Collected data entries
++++

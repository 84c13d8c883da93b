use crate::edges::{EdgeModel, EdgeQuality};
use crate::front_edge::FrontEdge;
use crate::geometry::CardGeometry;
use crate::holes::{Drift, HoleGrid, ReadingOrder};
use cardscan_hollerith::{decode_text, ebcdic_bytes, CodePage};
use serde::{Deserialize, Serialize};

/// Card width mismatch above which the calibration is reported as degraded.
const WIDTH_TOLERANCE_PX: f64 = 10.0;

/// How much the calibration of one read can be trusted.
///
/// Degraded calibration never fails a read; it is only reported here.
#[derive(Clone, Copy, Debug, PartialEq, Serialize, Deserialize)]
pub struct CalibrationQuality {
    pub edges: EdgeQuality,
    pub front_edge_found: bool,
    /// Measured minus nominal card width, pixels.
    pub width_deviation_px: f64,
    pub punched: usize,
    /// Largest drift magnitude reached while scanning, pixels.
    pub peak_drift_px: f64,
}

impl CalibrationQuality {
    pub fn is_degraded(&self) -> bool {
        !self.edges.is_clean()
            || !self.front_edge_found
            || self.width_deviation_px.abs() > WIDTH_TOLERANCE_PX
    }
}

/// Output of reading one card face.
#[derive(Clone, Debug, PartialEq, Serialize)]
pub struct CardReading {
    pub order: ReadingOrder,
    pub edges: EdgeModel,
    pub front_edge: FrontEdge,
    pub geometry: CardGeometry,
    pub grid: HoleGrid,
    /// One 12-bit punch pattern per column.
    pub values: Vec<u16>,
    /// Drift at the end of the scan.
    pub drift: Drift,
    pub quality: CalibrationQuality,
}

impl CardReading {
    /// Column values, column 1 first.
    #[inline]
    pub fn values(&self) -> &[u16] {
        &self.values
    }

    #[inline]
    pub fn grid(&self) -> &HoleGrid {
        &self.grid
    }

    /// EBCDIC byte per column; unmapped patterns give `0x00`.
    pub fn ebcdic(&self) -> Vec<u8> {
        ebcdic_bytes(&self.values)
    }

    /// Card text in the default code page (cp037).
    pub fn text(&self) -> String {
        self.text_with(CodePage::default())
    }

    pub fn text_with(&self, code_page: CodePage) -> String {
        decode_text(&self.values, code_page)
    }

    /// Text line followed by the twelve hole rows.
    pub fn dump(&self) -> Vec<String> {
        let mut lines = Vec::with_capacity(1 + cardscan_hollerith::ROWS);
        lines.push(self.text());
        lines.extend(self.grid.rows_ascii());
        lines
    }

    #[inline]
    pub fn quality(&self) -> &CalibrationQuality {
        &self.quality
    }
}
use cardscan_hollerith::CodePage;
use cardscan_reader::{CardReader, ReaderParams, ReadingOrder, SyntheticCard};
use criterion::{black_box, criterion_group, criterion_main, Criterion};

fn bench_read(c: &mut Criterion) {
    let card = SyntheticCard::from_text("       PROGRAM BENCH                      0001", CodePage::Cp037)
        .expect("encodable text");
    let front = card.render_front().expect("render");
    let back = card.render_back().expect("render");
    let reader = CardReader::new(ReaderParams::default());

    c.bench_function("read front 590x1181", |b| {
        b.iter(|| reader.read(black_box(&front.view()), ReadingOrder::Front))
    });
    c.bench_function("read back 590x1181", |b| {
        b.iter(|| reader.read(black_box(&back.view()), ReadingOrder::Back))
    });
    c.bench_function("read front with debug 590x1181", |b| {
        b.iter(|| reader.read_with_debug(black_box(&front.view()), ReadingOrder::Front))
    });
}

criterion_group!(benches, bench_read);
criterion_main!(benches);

++++

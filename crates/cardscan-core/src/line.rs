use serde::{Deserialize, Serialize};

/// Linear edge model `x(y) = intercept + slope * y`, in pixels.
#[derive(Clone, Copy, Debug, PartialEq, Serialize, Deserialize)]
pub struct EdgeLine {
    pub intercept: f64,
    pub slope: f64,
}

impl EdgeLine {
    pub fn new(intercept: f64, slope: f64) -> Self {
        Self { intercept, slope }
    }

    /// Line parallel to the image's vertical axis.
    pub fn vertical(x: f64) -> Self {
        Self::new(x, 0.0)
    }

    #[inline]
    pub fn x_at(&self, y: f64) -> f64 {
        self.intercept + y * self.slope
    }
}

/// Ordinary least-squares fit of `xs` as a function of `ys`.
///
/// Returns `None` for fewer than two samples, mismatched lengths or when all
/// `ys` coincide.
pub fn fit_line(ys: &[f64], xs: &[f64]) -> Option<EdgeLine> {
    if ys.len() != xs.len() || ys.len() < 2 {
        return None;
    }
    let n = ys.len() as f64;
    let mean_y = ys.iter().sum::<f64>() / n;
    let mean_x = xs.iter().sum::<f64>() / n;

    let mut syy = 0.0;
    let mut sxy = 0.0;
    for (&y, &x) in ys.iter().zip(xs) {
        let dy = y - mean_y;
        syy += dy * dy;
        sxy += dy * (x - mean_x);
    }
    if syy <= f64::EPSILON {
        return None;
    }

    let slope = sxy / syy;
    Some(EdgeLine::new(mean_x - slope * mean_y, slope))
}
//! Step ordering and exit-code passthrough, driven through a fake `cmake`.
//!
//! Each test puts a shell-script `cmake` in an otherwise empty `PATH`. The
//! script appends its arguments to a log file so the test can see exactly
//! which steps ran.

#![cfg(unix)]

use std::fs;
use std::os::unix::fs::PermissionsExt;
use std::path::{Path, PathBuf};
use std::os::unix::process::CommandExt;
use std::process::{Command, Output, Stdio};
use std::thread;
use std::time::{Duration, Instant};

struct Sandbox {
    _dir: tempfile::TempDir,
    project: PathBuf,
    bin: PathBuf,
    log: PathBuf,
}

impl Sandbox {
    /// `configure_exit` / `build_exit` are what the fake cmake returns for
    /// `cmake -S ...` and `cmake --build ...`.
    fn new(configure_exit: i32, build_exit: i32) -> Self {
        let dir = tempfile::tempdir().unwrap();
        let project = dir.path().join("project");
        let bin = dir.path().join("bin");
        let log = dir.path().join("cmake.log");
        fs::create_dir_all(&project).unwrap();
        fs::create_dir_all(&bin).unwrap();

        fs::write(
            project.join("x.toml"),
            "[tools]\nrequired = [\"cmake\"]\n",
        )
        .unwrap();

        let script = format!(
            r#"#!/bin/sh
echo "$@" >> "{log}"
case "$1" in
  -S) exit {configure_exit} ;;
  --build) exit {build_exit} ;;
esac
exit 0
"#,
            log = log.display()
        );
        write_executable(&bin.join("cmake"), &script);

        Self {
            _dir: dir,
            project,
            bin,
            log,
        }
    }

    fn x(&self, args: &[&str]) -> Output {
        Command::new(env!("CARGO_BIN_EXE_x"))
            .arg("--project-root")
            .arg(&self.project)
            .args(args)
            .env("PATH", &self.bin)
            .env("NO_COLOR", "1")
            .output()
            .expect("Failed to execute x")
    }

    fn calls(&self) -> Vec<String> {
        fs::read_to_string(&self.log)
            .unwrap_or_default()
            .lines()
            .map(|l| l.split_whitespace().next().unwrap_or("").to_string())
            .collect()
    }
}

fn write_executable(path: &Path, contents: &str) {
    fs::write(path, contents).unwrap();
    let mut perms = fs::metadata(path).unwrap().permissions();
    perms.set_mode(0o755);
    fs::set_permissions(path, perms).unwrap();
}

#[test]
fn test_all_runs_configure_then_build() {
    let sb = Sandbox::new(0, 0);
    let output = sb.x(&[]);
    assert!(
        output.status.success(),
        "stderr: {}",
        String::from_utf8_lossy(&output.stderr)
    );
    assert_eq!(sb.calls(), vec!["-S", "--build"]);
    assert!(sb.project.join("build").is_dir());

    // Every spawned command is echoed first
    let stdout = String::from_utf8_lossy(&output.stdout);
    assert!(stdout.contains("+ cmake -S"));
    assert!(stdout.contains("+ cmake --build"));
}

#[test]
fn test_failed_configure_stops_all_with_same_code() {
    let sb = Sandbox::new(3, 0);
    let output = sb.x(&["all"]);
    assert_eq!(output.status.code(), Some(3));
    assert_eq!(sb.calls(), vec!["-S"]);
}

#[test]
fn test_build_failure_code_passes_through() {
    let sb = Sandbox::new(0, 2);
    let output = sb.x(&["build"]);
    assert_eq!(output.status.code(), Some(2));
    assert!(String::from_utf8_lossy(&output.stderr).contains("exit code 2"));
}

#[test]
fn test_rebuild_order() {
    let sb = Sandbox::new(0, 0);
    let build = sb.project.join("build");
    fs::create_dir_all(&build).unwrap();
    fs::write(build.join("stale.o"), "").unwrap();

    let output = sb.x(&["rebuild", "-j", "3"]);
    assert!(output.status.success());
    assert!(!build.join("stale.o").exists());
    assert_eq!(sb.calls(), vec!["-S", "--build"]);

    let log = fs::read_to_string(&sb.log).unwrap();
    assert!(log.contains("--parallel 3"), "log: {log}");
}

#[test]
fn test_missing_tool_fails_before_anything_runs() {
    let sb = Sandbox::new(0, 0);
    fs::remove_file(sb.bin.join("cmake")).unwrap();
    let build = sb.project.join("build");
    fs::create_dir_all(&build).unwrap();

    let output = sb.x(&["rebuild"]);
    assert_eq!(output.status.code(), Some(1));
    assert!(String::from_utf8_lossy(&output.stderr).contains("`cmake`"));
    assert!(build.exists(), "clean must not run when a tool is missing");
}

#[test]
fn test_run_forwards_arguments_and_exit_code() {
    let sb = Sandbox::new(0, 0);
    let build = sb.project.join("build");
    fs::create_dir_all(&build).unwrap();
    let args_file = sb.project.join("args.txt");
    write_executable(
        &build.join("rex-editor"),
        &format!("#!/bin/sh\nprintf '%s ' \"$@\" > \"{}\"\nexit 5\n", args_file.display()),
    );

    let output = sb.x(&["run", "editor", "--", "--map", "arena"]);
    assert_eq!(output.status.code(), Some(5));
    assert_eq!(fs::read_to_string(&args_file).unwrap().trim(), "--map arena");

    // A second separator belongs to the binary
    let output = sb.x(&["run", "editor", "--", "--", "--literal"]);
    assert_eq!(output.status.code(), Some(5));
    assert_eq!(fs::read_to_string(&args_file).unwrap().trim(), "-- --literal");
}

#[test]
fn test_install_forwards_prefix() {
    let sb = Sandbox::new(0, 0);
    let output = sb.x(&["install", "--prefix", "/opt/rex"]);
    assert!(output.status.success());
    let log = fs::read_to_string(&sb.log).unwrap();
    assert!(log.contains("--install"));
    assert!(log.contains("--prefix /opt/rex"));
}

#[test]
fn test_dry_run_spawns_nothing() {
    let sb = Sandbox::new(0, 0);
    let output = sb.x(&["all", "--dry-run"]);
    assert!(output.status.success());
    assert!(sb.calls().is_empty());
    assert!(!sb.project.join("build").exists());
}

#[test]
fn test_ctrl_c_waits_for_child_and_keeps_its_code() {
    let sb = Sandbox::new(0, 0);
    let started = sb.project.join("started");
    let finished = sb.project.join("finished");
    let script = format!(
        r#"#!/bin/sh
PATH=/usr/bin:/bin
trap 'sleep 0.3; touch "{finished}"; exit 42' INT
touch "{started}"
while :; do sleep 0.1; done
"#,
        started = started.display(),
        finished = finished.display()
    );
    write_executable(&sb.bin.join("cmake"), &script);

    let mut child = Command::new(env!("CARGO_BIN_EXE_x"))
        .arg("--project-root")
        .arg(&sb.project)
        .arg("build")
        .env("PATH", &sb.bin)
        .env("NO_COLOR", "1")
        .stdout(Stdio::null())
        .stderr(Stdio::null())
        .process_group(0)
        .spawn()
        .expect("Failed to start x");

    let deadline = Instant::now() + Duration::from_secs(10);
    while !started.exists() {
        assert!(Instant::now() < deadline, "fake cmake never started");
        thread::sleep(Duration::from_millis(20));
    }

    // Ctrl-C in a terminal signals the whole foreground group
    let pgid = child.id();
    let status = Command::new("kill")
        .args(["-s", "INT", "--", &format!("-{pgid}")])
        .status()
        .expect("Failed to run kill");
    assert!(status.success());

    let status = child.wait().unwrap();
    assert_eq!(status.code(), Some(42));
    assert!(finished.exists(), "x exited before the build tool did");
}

++++

WHAT YOU ARE ASKED TO DO: For each line in the records that holds "null", show that line as it stands.

REPLY:
        .stdout(Stdio::null())
        .stderr(Stdio::null())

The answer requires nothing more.